State Department to Pay Reward for Information on Cyber Threats to the Country’s Critical Infrastructure
The US Department of State is offering rewards of up to $10 million for information about cyber threats to the country’s critical infrastructure. Alongside this, the Department of Homeland Security and the Department of Justice released a website called StopRansomware, which is described as a central hub for consolidating anti-ransomware resources from all federal government agencies.
The reward money for cyber threat information is being administered through the State Department’s Rewards for Justice program, which is overseen by the Office of the Diplomatic Security Service. The money will be awarded “for information leading to the identification or location of any person who, while acting under the direction or control of a foreign government, participates in malicious cyber activities against critical US infrastructure in violation of the Fraud Act and Computer Abuse, 1986,” according to the State Department.
The Rewards for Justice program was created in the 1980s to help gather information that could be used to help counter the threats of terrorism. Now, the program is being expanded to offer cash rewards for information about attackers targeting or attempting to target critical infrastructure.
“Bylaw violations may include transmitting extortion threats as part of ransomware attacks; intentional unauthorized access to a computer or exceeding authorized access and thereby obtaining information from any protected computer; and knowingly cause the transmission of a program, information, code or command, and as a result of such conduct, intentionally cause unauthorized damage to a protected computer,” according to the State Department announcement.
The department has established a Tor-based darknet site to receive tips and confidential information. The US government has already created other financial incentives to try to obtain information about hacking groups backed by nation states that pose a threat, including a $5 million reward for details about cyber activity in North Korea. But without very promising results.
Focus on ransomware and Russia
The reward program comes as the Biden administration is trying to intensify responses to a series of ransomware attacks that have targeted critical US infrastructure in recent months, including the attack on the Colonial Pipeline pipeline, which provides fuel for about 45% from the east coast of the United States, and to JBS, the largest meat processor in the world, of Brazilian origin.
On the 2nd of this month, software developer Kaseya was hit by ransomware that infected about 60 managed service providers (MSPs) using the company’s Virtual System Administrator technology, as well as up to 1,500 customers of those MSPs. Russian-speaking hacker gang REvil is suspected to have been the author of this attack.

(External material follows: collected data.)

// Copyright (c) 2026 Bountyy Oy. All rights reserved.
// This software is proprietary and confidential.

use std::sync::Arc;
use std::time::Duration;

use skiff::{Asset, Browser, BrowserConfig, Downloader, HttpClient, Image, Script};
use tokio::io::{AsyncReadExt, AsyncWriteExt};
use tokio::net::TcpListener;
use tokio::sync::mpsc;
use url::Url;
use wiremock::matchers::path;
use wiremock::{Mock, MockServer, ResponseTemplate};

async fn asset_server() -> MockServer {
    let server = MockServer::start().await;
    Mock::given(path("/big.jpg"))
        .respond_with(
            ResponseTemplate::new(200)
                .set_body_raw(vec![0xAB_u8; 64 * 1024], "image/jpeg")
                .set_delay(Duration::from_millis(50)),
        )
        .mount(&server)
        .await;
    Mock::given(path("/small.jpg"))
        .respond_with(ResponseTemplate::new(200).set_body_raw(b"JPEGDATA".to_vec(), "image/jpeg"))
        .mount(&server)
        .await;
    Mock::given(path("/"))
        .respond_with(ResponseTemplate::new(200).set_body_string("Hello"))
        .mount(&server)
        .await;
    server
}

fn image(server: &MockServer, name: &str) -> Image {
    Image::new(
        Url::parse(&format!("{}/{}", server.uri(), name)).unwrap(),
        "",
        "",
        "",
    )
}

fn downloader() -> Downloader {
    Downloader::new(Arc::new(HttpClient::new().unwrap()), "skiff-test/1.0")
}

#[tokio::test]
async fn test_download_size_matches_sink() {
    let server = asset_server().await;
    let mut out = Vec::new();

    let size = downloader()
        .download(&image(&server, "big.jpg"), &mut out)
        .await
        .unwrap();

    assert_eq!(size, 64 * 1024);
    assert_eq!(size, out.len() as u64);
}

#[tokio::test]
async fn test_download_transport_failure() {
    let script = Script::new(Url::parse("http://127.0.0.1:1/app.js").unwrap(), "", "");
    let mut out = Vec::new();

    let err = downloader().download(&script, &mut out).await.unwrap_err();
    assert!(err.is_transport());
}

/// Announces a large body, sends part of it, then hangs up
async fn dropping_server() -> Url {
    let listener = TcpListener::bind("127.0.0.1:0").await.unwrap();
    let addr = listener.local_addr().unwrap();
    tokio::spawn(async move {
        let (mut socket, _) = listener.accept().await.unwrap();
        let mut request = [0u8; 4096];
        let _ = socket.read(&mut request).await;
        socket
            .write_all(
                b"HTTP/1.1 200 OK\r\ncontent-type: image/jpeg\r\ncontent-length: 100000\r\nconnection: close\r\n\r\n",
            )
            .await
            .unwrap();
        socket.write_all(&[0xCD; 4096]).await.unwrap();
        socket.flush().await.unwrap();
        tokio::time::sleep(Duration::from_millis(100)).await;
    });
    Url::parse(&format!("http://{}/cut.jpg", addr)).unwrap()
}

#[tokio::test]
async fn test_dropped_connection_keeps_partial_write() {
    let url = dropping_server().await;
    let (tx, mut rx) = mpsc::channel(1);
    downloader().download_async(Image::new(url, "", "", ""), Vec::new(), tx);

    let result = tokio::time::timeout(Duration::from_secs(10), rx.recv())
        .await
        .unwrap()
        .unwrap();
    assert!(result.error.unwrap().is_transport());
    assert!(result.size > 0);
    assert!(result.size < 100_000);
    assert_eq!(result.size, result.sink.len() as u64);
    assert!(result.sink.iter().all(|&b| b == 0xCD));
}

#[tokio::test]
async fn test_two_async_downloads_report_once_each() {
    let server = asset_server().await;
    let downloader = downloader();
    let (tx, mut rx) = mpsc::channel(1);

    let big = image(&server, "big.jpg");
    let small = image(&server, "small.jpg");
    downloader.download_async(big.clone(), Vec::new(), tx.clone());
    downloader.download_async(small.clone(), Vec::new(), tx.clone());

    let mut pending = 2;
    let mut seen = Vec::new();
    while pending > 0 {
        let result = tokio::time::timeout(Duration::from_secs(10), rx.recv())
            .await
            .unwrap()
            .unwrap();
        assert!(result.error.is_none());
        assert_ne!(result.size, 0);
        assert_eq!(result.size, result.sink.len() as u64);
        if result.asset == big {
            assert_eq!(result.size, 64 * 1024);
        } else {
            assert_eq!(result.asset, small);
            assert_eq!(result.sink, b"JPEGDATA");
        }
        seen.push(result.asset.url().clone());
        pending -= 1;
    }

    seen.sort();
    seen.dedup();
    assert_eq!(seen.len(), 2);
    assert!(tokio::time::timeout(Duration::from_millis(100), rx.recv())
        .await
        .is_err());
    drop(tx);
}

#[tokio::test]
async fn test_browser_download_writes_current_page() {
    let server = asset_server().await;
    let mut bow = Browser::new(BrowserConfig::default()).unwrap();
    bow.open(&server.uri()).await.unwrap();

    let mut out = Vec::new();
    let size = bow.download(&mut out).await.unwrap();
    assert_eq!(size, out.len() as u64);
    assert_eq!(out, b"Hello");
}

#[tokio::test]
async fn test_browser_downloader_uses_session_agent() {
    let server = MockServer::start().await;
    Mock::given(path("/logo.png"))
        .and(wiremock::matchers::header("user-agent", "Agent/7"))
        .respond_with(ResponseTemplate::new(200).set_body_raw(b"PNG".to_vec(), "image/png"))
        .mount(&server)
        .await;

    let mut bow = Browser::new(BrowserConfig::default()).unwrap();
    bow.set_user_agent("Agent/7");

    let mut out = Vec::new();
    let logo = image(&server, "logo.png");
    let size = bow.downloader().download(&logo, &mut out).await.unwrap();
    assert_eq!(size, 3);
    assert_eq!(out, b"PNG");
}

After the attacks on Kaseya, President Joe Biden spoke with Russian President Vladimir Putin on the 9th of this month and repeated the same demands he made during the G7 summit in Geneva, Switzerland: that the Russian government must crack down cybercriminal activity within its borders. Biden added that the US government is prepared to take “any action necessary to defend its people and its critical infrastructure in the face” of these attacks, according to an official statement made by the White House.